I. Servicios de Genómica
Diseño y optimización de paneles génicos personalizados para secuenciación dirigida (NGS), adaptados a objetivos clínicos o de investigación, mediante el uso de herramientas bioinformáticas especializadas y paquetes de Bioconductor.
Incluye:
- Selección de genes y regiones genómicas de interés.
- Optimización de cobertura y especificidad.
- Evaluación de regiones diana.
- Generación de informes y gráficos con calidad de publicación.
2.1. Análisis de Variantes Germinales y Somáticas
Análisis de datos de secuenciación de DNA orientado a la identificación, anotación e interpretación de variantes genéticas germinales y somáticas en estudios clínicos y de investigación.
Incluye:
- Control de calidad de lecturas y muestras.
- Detección y anotación de SNVs.
- Identificación de INDELs.
- Análisis de variantes somáticas en estudios oncológicos.
- Filtrado y priorización de variantes según criterios clínicos y funcionales.
2.2. Análisis de Asociación Genética (GWAS)

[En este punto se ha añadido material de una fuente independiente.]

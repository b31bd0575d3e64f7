//! liftdag command-line driver.
//!
//! Reads operation graphs in the text format, lifts every function into one IR module
//! and prints it. Diagnostics go to stderr after the module.

use bumpalo::Bump;
use clap::Parser;
use liftdag::{parse_dags, target_by_name, LiftOptions, LiftSession, Lifter};
use std::fs;
use std::io::{self, Read, Write};
use std::path::PathBuf;

#[derive(Parser, Debug)]
#[command(name = "liftdag", version, about = "Lift selection DAGs back to target-independent IR")]
struct Cli {
    /// Operation graph file (`-` reads stdin)
    input: PathBuf,

    /// Target the graphs were selected for
    #[arg(long, default_value = "ppc64")]
    target: String,

    /// Emit the graphs as written, without reverse instruction selection
    #[arg(long)]
    no_select: bool,

    /// Dump each graph to stderr after selection
    #[arg(long)]
    print_dag: bool,

    /// Longest operand path followed during emission
    #[arg(long, default_value_t = LiftOptions::default().max_depth)]
    max_depth: usize,

    /// Write the module here instead of stdout
    #[arg(short, long)]
    output: Option<PathBuf>,

    /// Increase log verbosity (-v info, -vv debug, -vvv trace)
    #[arg(short, long, action = clap::ArgAction::Count)]
    verbose: u8,
}

fn main() -> Result<(), Box<dyn std::error::Error>> {
    let cli = Cli::parse();

    let level = match cli.verbose {
        0 => log::LevelFilter::Warn,
        1 => log::LevelFilter::Info,
        2 => log::LevelFilter::Debug,
        _ => log::LevelFilter::Trace,
    };
    env_logger::Builder::new()
        .filter_module("liftdag", level)
        .parse_default_env()
        .format_timestamp(None)
        .init();

    let Some(target) = target_by_name(&cli.target) else {
        eprintln!("error: unknown target '{}'", cli.target);
        std::process::exit(2);
    };

    let text = if cli.input.as_os_str() == "-" {
        let mut buffer = String::new();
        io::stdin().read_to_string(&mut buffer)?;
        buffer
    } else {
        fs::read_to_string(&cli.input)?
    };
    let mut dags = parse_dags(&text, target.as_ref())?;

    let arena = Bump::new();
    let session = LiftSession::new(&arena);
    let options = LiftOptions { run_selector: !cli.no_select, max_depth: cli.max_depth };
    let module_name = cli.input.file_stem().and_then(|s| s.to_str()).unwrap_or("stdin");
    let mut lifter = Lifter::new(module_name, target.as_ref(), &session, options);

    let mut failure = None;
    for dag in dags.iter_mut() {
        let result = lifter.lift_function(dag);
        if cli.print_dag {
            eprint!("{}", dag.display(target.as_ref()));
        }
        if let Err(err) = result {
            failure = Some(format!("{}: {err}", dag.name()));
            break;
        }
    }

    let rendered = lifter.module().to_string();
    match &cli.output {
        Some(path) => fs::write(path, rendered)?,
        None => io::stdout().write_all(rendered.as_bytes())?,
    }

    for diagnostic in session.diagnostics() {
        eprintln!("{diagnostic}");
    }
    log::info!("{}", session.stats());

    if let Some(message) = failure {
        eprintln!("error: {message}");
        std::process::exit(1);
    }
    Ok(())
}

Identificación de variantes genéticas asociadas a rasgos complejos y enfermedades mediante análisis genómicos a gran escala.
Incluye:
- Control de calidad de datos genotípicos.

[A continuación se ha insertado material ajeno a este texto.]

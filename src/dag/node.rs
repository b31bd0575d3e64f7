// Operation nodes. A node is an opcode, an ordered operand list of (node, result) edges,
// one value type per result and an optional payload of literal data (constants,
// registers, condition codes, branch targets, shuffle masks). Memory-accessing nodes may
// carry a MemOperand describing width, extension and volatility, and any node may carry
// the address of the machine instruction it was decoded from. Rewritten nodes are marked
// dead rather than removed, so node ids stay stable for the lifetime of the graph.

//! Operation-graph nodes.

use super::opcode::{CondCode, Opcode};
use super::types::ValueType;
use crate::ir::{DebugLoc, Destination};
use std::fmt;

/// Index of a node in its graph.
#[derive(Debug, Clone, Copy, PartialEq, Eq, Hash, PartialOrd, Ord)]
pub struct NodeId(pub u32);

impl NodeId {
    pub fn index(self) -> usize {
        self.0 as usize
    }
}

impl fmt::Display for NodeId {
    fn fmt(&self, f: &mut fmt::Formatter<'_>) -> fmt::Result {
        write!(f, "t{}", self.0)
    }
}

/// An operand edge: one result slot of a node.
#[derive(Debug, Clone, Copy, PartialEq, Eq, Hash)]
pub struct SdValue {
    pub node: NodeId,
    pub res: u32,
}

impl SdValue {
    pub fn new(node: NodeId, res: u32) -> Self {
        Self { node, res }
    }
}

impl From<NodeId> for SdValue {
    fn from(node: NodeId) -> Self {
        SdValue::new(node, 0)
    }
}

impl fmt::Display for SdValue {
    fn fmt(&self, f: &mut fmt::Formatter<'_>) -> fmt::Result {
        if self.res == 0 {
            write!(f, "{}", self.node)
        } else {
            write!(f, "{}:{}", self.node, self.res)
        }
    }
}

/// Abstract register index. Index 0 is the "no register" sentinel.
#[derive(Debug, Clone, Copy, PartialEq, Eq, Hash, PartialOrd, Ord)]
pub struct Reg(pub u32);

impl Reg {
    pub const NONE: Reg = Reg(0);

    pub fn is_none(self) -> bool {
        self.0 == 0
    }

    pub fn index(self) -> usize {
        self.0 as usize
    }
}

/// Literal data attached to a node.
#[derive(Debug, Clone, PartialEq, Default)]
pub enum Payload {
    #[default]
    None,
    /// Integer constant as a raw bit pattern of the node's width.
    Constant(u64),
    ConstantFP(f64),
    Register(Reg),
    CondCode(CondCode),
    ValueType(ValueType),
    Target(Destination),
    ShuffleMask(Vec<i32>),
}

/// Extension applied to a narrow load.
#[derive(Debug, Clone, Copy, PartialEq, Eq, Hash, Default)]
pub enum LoadExt {
    #[default]
    None,
    Sext,
    Zext,
}

/// Memory access metadata.
#[derive(Debug, Clone, Copy, PartialEq, Eq, Hash)]
pub struct MemOperand {
    pub is_store: bool,
    /// Access width in bytes.
    pub size: u32,
    pub align: u32,
    pub ext: LoadExt,
    pub truncating: bool,
    pub volatile: bool,
}

impl MemOperand {
    /// Widest access the text format accepts, in bytes (a 512-bit vector).
    pub const MAX_SIZE: u32 = 64;

    pub fn load(size: u32) -> Self {
        Self {
            is_store: false,
            size,
            align: size.max(1),
            ext: LoadExt::None,
            truncating: false,
            volatile: false,
        }
    }

    pub fn store(size: u32) -> Self {
        Self { is_store: true, ..Self::load(size) }
    }

    pub fn bits(&self) -> u32 {
        self.size.saturating_mul(8)
    }
}

#[derive(Debug, Clone, PartialEq)]
pub struct Node {
    pub opcode: Opcode,
    pub operands: Vec<SdValue>,
    pub value_types: Vec<ValueType>,
    pub payload: Payload,
    pub mem: Option<MemOperand>,
    pub loc: Option<DebugLoc>,
    pub dead: bool,
}

impl Node {
    pub fn new(opcode: Opcode, value_types: Vec<ValueType>, operands: Vec<SdValue>) -> Self {
        Self {
            opcode,
            operands,
            value_types,
            payload: Payload::None,
            mem: None,
            loc: None,
            dead: false,
        }
    }

    pub fn with_payload(mut self, payload: Payload) -> Self {
        self.payload = payload;
        self
    }

    pub fn with_mem(mut self, mem: MemOperand) -> Self {
        self.mem = Some(mem);
        self
    }

    pub fn with_loc(mut self, loc: Option<DebugLoc>) -> Self {
        self.loc = loc;
        self
    }

    pub fn num_values(&self) -> usize {
        self.value_types.len()
    }

    pub fn value_type(&self, res: u32) -> Option<ValueType> {
        self.value_types.get(res as usize).copied()
    }

    pub fn operand(&self, i: usize) -> Option<SdValue> {
        self.operands.get(i).copied()
    }

    /// Whether the node takes part in side-effect ordering.
    pub fn has_chain(&self) -> bool {
        self.value_types.iter().any(|vt| vt.is_chain())
    }

    pub fn constant(&self) -> Option<u64> {
        match self.payload {
            Payload::Constant(bits) => Some(bits),
            _ => None,
        }
    }

    pub fn register(&self) -> Option<Reg> {
        match self.payload {
            Payload::Register(reg) => Some(reg),
            _ => None,
        }
    }

    pub fn cond_code(&self) -> Option<CondCode> {
        match self.payload {
            Payload::CondCode(cc) => Some(cc),
            _ => None,
        }
    }
}

#[cfg(test)]
mod tests {
    use super::*;

    #[test]
    fn test_sd_value_display() {
        assert_eq!(SdValue::new(NodeId(3), 0).to_string(), "t3");
        assert_eq!(SdValue::new(NodeId(3), 1).to_string(), "t3:1");
    }

    #[test]
    fn test_node_accessors() {
        let node = Node::new(Opcode::Constant, vec![ValueType::I64], vec![])
            .with_payload(Payload::Constant(4));
        assert_eq!(node.constant(), Some(4));
        assert_eq!(node.register(), None);
        assert!(!node.has_chain());
        assert_eq!(node.value_type(1), None);
    }
}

- Estudios de asociación genómica (GWAS).
- Análisis estadístico de variantes asociadas a fenotipos.
3.1. Infinium MethylationEPIC v2.0 BeadChips
Análisis de datos de metilación del DNA mediante arrays Infinium MethylationEPIC v2.0 para la identificación de patrones epigenéticos asociados a condiciones biológicas o clínicas.
Incluye:
- Control de calidad y normalización de datos.
- Identificación de sitios y regiones diferencialmente metiladas.

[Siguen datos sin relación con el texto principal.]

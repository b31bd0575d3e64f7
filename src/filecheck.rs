//! FileCheck-style test validation for operation-graph files.
//!
//! A `.dag` test file holds one or more functions in the graph text format plus
//! comment directives: `; RUN:` lines choose what the run prints and `; CHECK:` lines
//! (with the `-NEXT`, `-LABEL` and `-EMPTY` variants) are matched against that output,
//! similar to LLVM's FileCheck tool but implemented in a Rust-native way.

use crate::core::{LiftOptions, LiftSession, Target};
use crate::dag::parse_dags;
use crate::lift::Lifter;
use bumpalo::Bump;
use std::fmt::Write;

/// A CHECK directive extracted from a test file
#[derive(Debug, Clone, PartialEq, Eq)]
pub enum CheckDirective {
    /// CHECK: pattern - Match on this or any later line
    Check(String),
    /// CHECK-LABEL: pattern - Label for a section
    CheckLabel(String),
    /// CHECK-NEXT: pattern - Match on the next line
    CheckNext(String),
    /// CHECK-EMPTY - Match empty line
    CheckEmpty,
    /// COM: comment - Comment, ignored
    Comment(String),
}

/// What a RUN line asks for.
#[derive(Debug, Clone, PartialEq, Eq)]
pub struct RunDirective {
    pub run_selector: bool,
    pub print_dag: bool,
    pub print_diagnostics: bool,
    /// `not` prefix: the run must stop with a fatal error.
    pub expect_failure: bool,
}

impl RunDirective {
    fn parse(line: &str) -> Self {
        let (expect_failure, line) = match line.trim().strip_prefix("not ") {
            Some(rest) => (true, rest),
            None => (false, line),
        };
        let mut run = RunDirective {
            run_selector: true,
            print_dag: false,
            print_diagnostics: false,
            expect_failure,
        };
        for arg in line.split_whitespace() {
            match arg {
                "--no-select" => run.run_selector = false,
                "--print-dag" => run.print_dag = true,
                "--print-diagnostics" => run.print_diagnostics = true,
                _ => {}
            }
        }
        run
    }
}

/// Test specification extracted from a test file
#[derive(Debug)]
pub struct TestSpec {
    pub run_directives: Vec<RunDirective>,
    pub check_directives: Vec<CheckDirective>,
    pub dag_content: String,
}

impl TestSpec {
    /// Split a test file into directives and graph text
    pub fn parse(content: &str) -> Self {
        let mut run_directives = Vec::new();
        let mut check_directives = Vec::new();
        let mut dag_lines = Vec::new();

        for line in content.lines() {
            let trimmed = line.trim();

            if let Some(run) = trimmed.strip_prefix("; RUN:") {
                run_directives.push(RunDirective::parse(run));
            } else if let Some(pattern) = trimmed.strip_prefix("; CHECK-LABEL:") {
                check_directives.push(CheckDirective::CheckLabel(pattern.trim().to_string()));
            } else if let Some(pattern) = trimmed.strip_prefix("; CHECK-NEXT:") {
                check_directives.push(CheckDirective::CheckNext(pattern.trim().to_string()));
            } else if trimmed.starts_with("; CHECK-EMPTY") {
                check_directives.push(CheckDirective::CheckEmpty);
            } else if let Some(pattern) = trimmed.strip_prefix("; CHECK:") {
                check_directives.push(CheckDirective::Check(pattern.trim().to_string()));
            } else if let Some(comment) = trimmed.strip_prefix("; COM:") {
                check_directives.push(CheckDirective::Comment(comment.trim().to_string()));
            } else {
                dag_lines.push(line);
            }
        }

        TestSpec { run_directives, check_directives, dag_content: dag_lines.join("\n") }
    }
}

/// Test runner that lifts graph files and validates the output
pub struct TestRunner<'t> {
    target: &'t dyn Target,
    verbose: bool,
}

impl<'t> TestRunner<'t> {
    pub fn new(target: &'t dyn Target, verbose: bool) -> Self {
        Self { target, verbose }
    }

    /// Run every RUN line of a test and validate each output
    pub fn run_test(&self, spec: &TestSpec) -> Result<(), String> {
        if spec.run_directives.is_empty() {
            return Err("no RUN directive".to_string());
        }
        for run in &spec.run_directives {
            let output = self.execute(&spec.dag_content, run)?;
            if self.verbose {
                println!("{output}");
            }
            self.validate_output(&output, &spec.check_directives)?;
        }
        Ok(())
    }

    /// Lift the graph text and render what the RUN line asks for
    pub fn execute(&self, dag_text: &str, run: &RunDirective) -> Result<String, String> {
        let mut dags = parse_dags(dag_text, self.target).map_err(|e| format!("parse error: {e}"))?;
        let arena = Bump::new();
        let session = LiftSession::new(&arena);
        let options = LiftOptions { run_selector: run.run_selector, ..LiftOptions::default() };
        let mut lifter = Lifter::new("filecheck", self.target, &session, options);

        let mut output = String::new();
        let mut failure = None;
        for dag in dags.iter_mut() {
            let result = lifter.lift_function(dag);
            if run.print_dag {
                let _ = write!(output, "{}", dag.display(self.target));
            }
            if let Err(err) = result {
                failure = Some(err);
                break;
            }
        }

        match (failure, run.expect_failure) {
            (Some(err), true) => {
                let _ = writeln!(output, "error: {err}");
            }
            (Some(err), false) => return Err(format!("lifting failed: {err}")),
            (None, true) => return Err("expected lifting to fail".to_string()),
            (None, false) => {
                let _ = write!(output, "{}", lifter.module());
            }
        }

        if run.print_diagnostics {
            for diagnostic in session.diagnostics() {
                let _ = writeln!(output, "{diagnostic}");
            }
        }
        Ok(output)
    }

    /// Validate output against CHECK directives
    pub fn validate_output(&self, output: &str, directives: &[CheckDirective]) -> Result<(), String> {
        let output_lines: Vec<&str> = output.lines().collect();
        let mut line_idx = 0;

        for directive in directives {
            match directive {
                CheckDirective::Comment(_) => continue,

                CheckDirective::Check(pattern) | CheckDirective::CheckLabel(pattern) => {
                    let kind = if matches!(directive, CheckDirective::Check(_)) { "CHECK" } else { "CHECK-LABEL" };
                    let found = output_lines.iter().skip(line_idx).position(|line| line.contains(pattern.as_str()));
                    match found {
                        Some(idx) => {
                            line_idx += idx + 1;
                            if self.verbose {
                                println!("{kind}: '{pattern}' found at line {}", line_idx - 1);
                            }
                        }
                        None => return Err(format!("{kind}: pattern '{pattern}' not found in output")),
                    }
                }

                CheckDirective::CheckNext(pattern) => {
                    let Some(line) = output_lines.get(line_idx) else {
                        return Err(format!("CHECK-NEXT: no more lines, expected '{pattern}'"));
                    };
                    if !line.contains(pattern.as_str()) {
                        return Err(format!("CHECK-NEXT: expected '{pattern}' but got '{line}'"));
                    }
                    line_idx += 1;
                }

                CheckDirective::CheckEmpty => {
                    // End of output counts as empty
                    if let Some(line) = output_lines.get(line_idx) {
                        if !line.trim().is_empty() {
                            return Err(format!("CHECK-EMPTY: expected empty line but got '{line}'"));
                        }
                        line_idx += 1;
                    }
                }
            }
        }

        Ok(())
    }
}

#[cfg(test)]
mod tests {
    use super::*;
    use crate::target::PowerPc64;

    #[test]
    fn test_parse_directives() {
        let content = "; RUN: liftdag --print-dag %s
; CHECK-LABEL: define void @f()
; CHECK-NEXT: entry:
; COM: This is a comment
function f {
  t0: ch = EntryToken
}";
        let spec = TestSpec::parse(content);
        assert_eq!(spec.run_directives.len(), 1);
        assert!(spec.run_directives[0].print_dag);
        assert!(spec.run_directives[0].run_selector);
        assert_eq!(spec.check_directives.len(), 3);
        assert!(spec.dag_content.contains("function f {"));
    }

    #[test]
    fn test_check_matching() {
        let target = PowerPc64::new();
        let runner = TestRunner::new(&target, false);
        let output = "; ModuleID = 'm'\ndefine void @f() {\nentry:\n";
        let directives = vec![
            CheckDirective::Check("ModuleID".to_string()),
            CheckDirective::CheckLabel("define void @f".to_string()),
            CheckDirective::CheckNext("entry:".to_string()),
        ];
        runner.validate_output(output, &directives).unwrap();
    }

    #[test]
    fn test_check_next_failure() {
        let target = PowerPc64::new();
        let runner = TestRunner::new(&target, false);
        let output = "Line 1\nLine 2\nLine 3\n";
        let directives = vec![
            CheckDirective::Check("Line 1".to_string()),
            CheckDirective::CheckNext("Line 3".to_string()),
        ];
        let result = runner.validate_output(output, &directives);
        assert!(result.unwrap_err().contains("CHECK-NEXT"));
    }

    #[test]
    fn test_expected_failure_is_rendered() {
        let target = PowerPc64::new();
        let runner = TestRunner::new(&target, false);
        let spec = TestSpec::parse(
            "; RUN: not liftdag %s
function bad {
  t0: ch = EntryToken
  t1: i64 = Constant
  t2: ch = Ret t0, t1
}",
        );
        let output = runner.execute(&spec.dag_content, &spec.run_directives[0]).unwrap();
        assert!(output.contains("error: "), "{output}");
    }
}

- Análisis estadístico y funcional.
3.2. ChIP-Seq
Servicio orientado a la identificación de sitios de unión de histonas modificadas y factores de transcripción a lo largo del genoma.
Incluye:
- Control de calidad y normalización.
- Identificación de picos.
- Análisis diferencial de unión proteína-DNA.
- Anotación funcional.
3.3. ATAC-Seq
Servicio orientado al análisis de accesibilidad de la cromatina.
Incluye:
- Control de calidad de librerías ATAC-Seq.
- Evaluación de accesibilidad: identificación de regiones abiertas de la cromatina.
- Análisis diferencial de regiones abiertas.
II. Servicios de Transcriptómica
4.1. RNA-Seq (Short Reads, Illumina)
Análisis y visualización de expresión génica (mRNA, miRNA y otros RNAs de pequeño tamaño).
Incluye:
- Asesoramiento en diseño experimental.
- Control de calidad y filtrado de datos.
- Normalización .
- Identificación de genes diferencialmente expresados.
- Análisis funcional e interpretación biológica.
4.2. RNA-Seq (Long Reads, Nanopore)
Servicio orientado al análisis de transcritos completos, isoformas alternativas y eventos complejos de splicing.
Incluye:
- Diseño experimental.
- Control de calidad.
- Análisis de isoformas completas.
- Detección de eventos de splicing alternativo.
- Integración con otros análisis transcriptómicos.
4.3. Single-Cell RNA-Seq (scRNA-Seq)
Análisis de expresión génica a nivel de célula individual para la identificación de subpoblaciones celulares y estados celulares específicos.
Incluye:
- Control de calidad y normalización.
- Clustering celular.
- Identificación de marcadores celulares.
Análisis de modificaciones químicas del RNA orientado a la identificación e interpretación funcional de marcas epitranscriptómicas.
Incluye:
- Identificación de modificaciones del RNA (p. ej. m6A).
- Análisis de datos Illumina y Nanopore.
- Integración con RNA-Seq.
III. Servicios Transversales
6.1. Extracción de Datos de Repositorios Especializados
Descarga, integración y análisis de datos públicos (GEO, SRA, ArrayExpress, BioStudies, Zenodo, entre otros), incluyendo meta-análisis de datos públicos y propios.
6.2. Manejo de Datos Ómicos
- Generación de gráficos con calidad de publicación.
- Análisis estadístico avanzado.
- Apoyo en planes de protección de datos.
- Subida de datos y metadatos a repositorios públicos.
Desarrollo de análisis bioinformáticos específicos adaptados a las necesidades particulares de cada proyecto de investigación.
Equipamiento
La Plataforma de Bioinformática dispone de infraestructura computacional y software especializado para el análisis de datos ómicos de gran escala, incluyendo recursos de computación de alto rendimiento, sistemas de almacenamiento seguro y herramientas bioinformáticas ampliamente validadas en investigación biomédica.